Korean Circ J. 1993 Aug;23(4):614-620. Korean.
Published online Aug 31, 1993.
Copyright © 1993 The Korean Society of Circulation
Original Article

Effect of Pravastatin Monotherapy in Patients with Hypercholesterolemia

Han Soo Kim, M.D., Sang Wook Lim, M.D., Young Sup Yoon, M.D., Nam Sik Chung, M.D., Won Heum Shim, M.D., Seung Yun Cho, M.D. and Sung Soon Kim, M.D.

    Abstract

    Background

    HMG-CoA reductase is known as a rate limiting enzyme in the synthesis of cholesterol.

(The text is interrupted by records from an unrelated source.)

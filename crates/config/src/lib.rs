//! Client configuration for the response layer
//!
//! A [`ClientConfig`] is fixed when the client is built: the protocol version
//! negotiated with the server and the text encoding used for keywords. It
//! applies both to every callback invocation and token comparison so command
//! code does not carry them around.
//!
//! # Example
//!
//! ```
//! use callbacks::SimpleStringCallback;
//! use config::ClientConfig;
//! use resp::ProtocolVersion;
//! use resp::RespValue;
//! use tokens::PureToken;
//!
//! let config = ClientConfig::from_toml_str("protocol_version = 2").unwrap();
//! assert_eq!(config.protocol_version, ProtocolVersion::V2);
//!
//! let reply = RespValue::simple_string("OK");
//! assert!(config.invoke(&SimpleStringCallback::new(), reply).unwrap());
//! assert!(config.token_matches(PureToken::WITHSCORES, b"withscores"));
//! ```

use std::path::Path;
use std::path::PathBuf;

use callbacks::CallParams;
use callbacks::Callback;
use log::info;
use log::warn;
use resp::CoerceError;
use resp::ProtocolVersion;
use resp::RespValue;
use resp::TextEncoding;
use serde::Deserialize;
use serde::Serialize;
use thiserror::Error;
use tokens::Token;
use tokens::TokenInput;

/// Path tried when no configuration file is given
pub const DEFAULT_CONFIG_PATH: &str = "conf/client.toml";

/// Configuration-related errors
#[derive(Error, Debug)]
pub enum ConfigError {
	#[error("Failed to read configuration file '{path}': {source}")]
	Io {
		source: std::io::Error,
		path: String,
	},

	#[error("Failed to parse TOML configuration: {0}")]
	TomlParse(#[from] toml::de::Error),

	#[error("Failed to parse JSON configuration: {0}")]
	JsonParse(#[from] serde_json::Error),

	#[error("Failed to parse YAML configuration: {0}")]
	YamlParse(#[from] serde_yaml::Error),

	#[error("Unsupported configuration format: {0}")]
	UnsupportedFormat(String),

	#[error("Configuration file has no extension")]
	NoExtension,

	#[error("Invalid configuration value: {0}")]
	Invalid(#[from] CoerceError),
}

#[derive(Debug, Clone, Copy, PartialEq, Eq, Default, Deserialize, Serialize)]
#[serde(default)]
pub struct ClientConfig {
	/// RESP dialect replies arrive in
	pub protocol_version: ProtocolVersion,
	/// Encoding used to decode keyword bytes
	pub encoding: TextEncoding,
}

impl ClientConfig {
	pub fn new(protocol_version: ProtocolVersion, encoding: TextEncoding) -> Self {
		Self {
			protocol_version,
			encoding,
		}
	}

	pub fn from_toml_str(content: &str) -> Result<Self, ConfigError> {
		Ok(toml::from_str(content)?)
	}

	/// Run `callback` on a reply with the configured protocol version.
	pub fn invoke<C>(&self, callback: &C, response: RespValue) -> callbacks::Result<C::Output>
	where
		C: Callback + ?Sized,
	{
		callback.call(response, self.protocol_version)
	}

	/// Like [`ClientConfig::invoke`] with per-call parameters.
	pub fn invoke_with<C>(
		&self,
		callback: &C,
		response: RespValue,
		params: &CallParams,
	) -> callbacks::Result<C::Output>
	where
		C: Callback + ?Sized,
	{
		callback.invoke(response, self.protocol_version, params)
	}

	/// Compare `input` with `token`, decoding bytes with the configured
	/// encoding.
	pub fn token_matches<T, I>(&self, token: T, input: &I) -> bool
	where
		T: Token,
		I: TokenInput + ?Sized,
	{
		token.matches_encoded(input, self.encoding)
	}
}

/// Values supplied by the embedding application.
///
/// Set fields win over the configuration file.
#[derive(Debug, Clone, Default)]
pub struct Overrides {
	/// Configuration file (TOML, JSON, or YAML).
	/// Defaults to conf/client.toml if it exists.
	pub config: Option<PathBuf>,
	pub protocol_version: Option<i64>,
	pub encoding: Option<String>,
}

/// Build the client configuration from a file and explicit overrides.
pub fn setup(overrides: Overrides) -> Result<ClientConfig, ConfigError> {
	let mut config = match overrides.config.as_deref() {
		Some(p) => load_from_file(p)?,
		None if Path::new(DEFAULT_CONFIG_PATH).exists() => load_from_file(DEFAULT_CONFIG_PATH)?,
		None => {
			warn!("No configuration file at {DEFAULT_CONFIG_PATH}, using defaults");
			ClientConfig::default()
		}
	};

	if let Some(version) = overrides.protocol_version {
		config.protocol_version = ProtocolVersion::try_from(version)?;
	}
	if let Some(encoding) = overrides.encoding {
		config.encoding = encoding.parse()?;
	}

	info!(
		"Client configured for {} with {} keywords",
		config.protocol_version,
		config.encoding
	);
	Ok(config)
}

/// Load a configuration file, choosing the format by extension.
pub fn load_from_file<P: AsRef<Path>>(path: P) -> Result<ClientConfig, ConfigError> {
	let path_ref = path.as_ref();
	let content = std::fs::read_to_string(path_ref).map_err(|source| ConfigError::Io {
		path: path_ref.display().to_string(),
		source,
	})?;

	let extension = path_ref
		.extension()
		.and_then(|ext| ext.to_str())
		.ok_or(ConfigError::NoExtension)?;

	info!("Loading configuration from {}", path_ref.display());
	match extension.to_lowercase().as_str() {
		"toml" => Ok(toml::from_str(&content)?),
		"json" => Ok(serde_json::from_str(&content)?),
		"yaml" | "yml" => Ok(serde_yaml::from_str(&content)?),
		_ => Err(ConfigError::UnsupportedFormat(extension.to_string())),
	}
}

We studied the clinical efficacy and the side effects of pravastatin, a HMG-CoA reductase inhibitor, in patients with hypercholesterolemia.

    Method

    Ten miligrams of pravastatin was administered once daily for 8 weeks in twenty five patients(7 male, 18 female) with hypercholesterolemia(>240mg/dl). Compared with pretreatment levels, pravastatin significantly decreased levels of total cholesterol(286±22 versus 234±27mg/dl, p<0.005) by 19%LDL-cholesterol(176±40 versus 144±33mg/dl, p<0.005) by 23% with significantly decreased levels of total cholesterol/HDL-cholesterol ratio(5.5±2.0 versus 4.8±1.5, p<0.05) and LDL-cholesterol/HDL-cholesterol ratio(3.4±1.2 versus 2.9±0.9, p<0.05). The level of HDL-cholesterol(52±17 versus 54±13mg/dl) and triglyceride(241±198 verus 178±111mg/dl) were not changed significantly. The side effects of pravastatin were mild and transient, including 1 case of headache, 1 dizziness, 1 facial flushing and 2 nausea. The laboratory tests including serum transaminases, uric acid, creatinine, creatine phosphokinase and blood glucose were not changed significant.

    Conclusion

    Pravastatin 10mg as a single daily dose is as effective and safe as 5mg two times a day in patients with hypercholesterolemia.